On the surface, at least, there’s little in common among these organizations and what they hope to achieve, but they each must excel at the same thing to succeed: They have to be adept at organizing and analyzing data, and they need a data strategy that ultimately works for them.
As organizations everywhere have embraced digital transformation, many are now sitting on veritable treasure troves of data that only get bigger every second of the day. One estimate from IDC predicts the amount of data generated annually worldwide will reach 175 zettabytes by 2025, up from 33ZB in 2018 (one ZB equals 1 trillion gigabytes). With data, it’s no longer a question of whether an organization has it — it’s about the capacity to put that data to use.
In the case of a hospital, for example, data might come from patient surveys, medical records, insurance claims and dozens of other sources, and be collected through networks of connected devices — from patient monitors and electronic health record systems to the computers used by physicians and administrators.
But without the tools and experts to run analytics on that data, the hospital can’t understand what that information means, and it can’t leverage it to guide operational decisions.
5 Common Factors for Data Analytics Success
What do organizations that effectively use data analytics have in common? In my experience, I’ve seen five factors:
- Their leadership embraces change. They get buy-in at the executive level to build a data-driven culture from the top down.
- They assemble a strong team. Data analytics success may start at the executive level, but from there, the team inevitably expands to include internal stakeholders, technology providers, vendor partners, line-of-business owners and a tightly aligned mix of other experts and innovators.
- They start small.

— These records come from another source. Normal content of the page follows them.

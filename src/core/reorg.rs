// SPDX-License-Identifier: MIT

use alloy::primitives::U256;
use std::cmp::Reverse;
use std::collections::{BinaryHeap, HashMap};

/// Confirmation-depth cap. The contract can only verify the most recent 256
/// blockhashes, so depths beyond that would make fulfillments fail; 200
/// leaves plenty of time to fulfill even on fast chains.
pub const CONFIRMATION_CAP: u64 = 200;

/// Fulfilled markers older than this many blocks are purged.
pub const PRUNE_AGE_BLOCKS: u64 = 10_000;

/// Ordered by `block_number` first so the heap pops oldest markers.
#[derive(Debug, Clone, Copy, PartialEq, Eq, PartialOrd, Ord)]
struct FulfilledMarker {
    block_number: u64,
    request_id: U256,
}

/// Tracks how many fulfillment logs have been observed per request ID.
///
/// A duplicate request seen after k fulfillments gets its confirmation depth
/// multiplied by 2^k, which makes reorg-driven double-spend attempts wait
/// long enough to be distinguishable from honest re-requests. The count map
/// gives O(1) updates per fulfillment log; the min-heap exists so pruning can
/// repeatedly remove the oldest marker even when logs arrive out of order.
#[derive(Debug, Default)]
pub struct ReorgTracker {
    resp_count: HashMap<U256, u64>,
    by_block: BinaryHeap<Reverse<FulfilledMarker>>,
}

impl ReorgTracker {
    pub fn observe(&mut self, request_id: U256, block_number: u64) -> u64 {
        let count = self.resp_count.entry(request_id).or_insert(0);
        *count += 1;
        self.by_block.push(Reverse(FulfilledMarker {
            block_number,
            request_id,
        }));
        *count
    }

    pub fn fulfillment_count(&self, request_id: U256) -> u64 {
        self.resp_count.get(&request_id).copied().unwrap_or(0)
    }

    /// `min(200, base_confs * 2^count)` for the given request.
    pub fn confs_factor(&self, request_id: U256, base_confs: u64) -> u64 {
        let count = self.fulfillment_count(request_id);
        let confs = match 1u64.checked_shl(count as u32) {
            Some(factor) => base_confs.saturating_mul(factor),
            None => u64::MAX,
        };
        confs.min(CONFIRMATION_CAP)
    }

    /// Remove every marker at least [`PRUNE_AGE_BLOCKS`] old, along with its
    /// response count.
    pub fn prune(&mut self, tip: u64) {
        let cutoff = tip.saturating_sub(PRUNE_AGE_BLOCKS);
        while let Some(Reverse(oldest)) = self.by_block.peek().copied() {
            if oldest.block_number > cutoff {
                break;
            }
            self.resp_count.remove(&oldest.request_id);
            self.by_block.pop();
        }
    }

    #[cfg(test)]
    fn heap_ids(&self) -> Vec<U256> {
        self.by_block.iter().map(|Reverse(m)| m.request_id).collect()
    }
}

Rather than swinging for the fences with their data program right away, they look for easy wins in the beginning and adopt an agile approach that lets them grow over time.
- They celebrate their wins to create cohesion. As they make progress on data-focused projects, they’re vocal about those successes and how they were achieved. By communicating outcomes to the organization at large, they help others understand how data can help them.
- They govern their data. Once they’ve moved beyond the proof-of-concept phase, they scale the program — and invest in the right tools — to fit the organization’s business needs. Further, they create governance policies dictating safe and responsible data use.
No matter their missions and long-term goals, the question I tend to hear most from organizations interested in developing a data strategy is, “Where are we supposed to begin?” My answer, always, is that they already have — and now they just need to take the next step.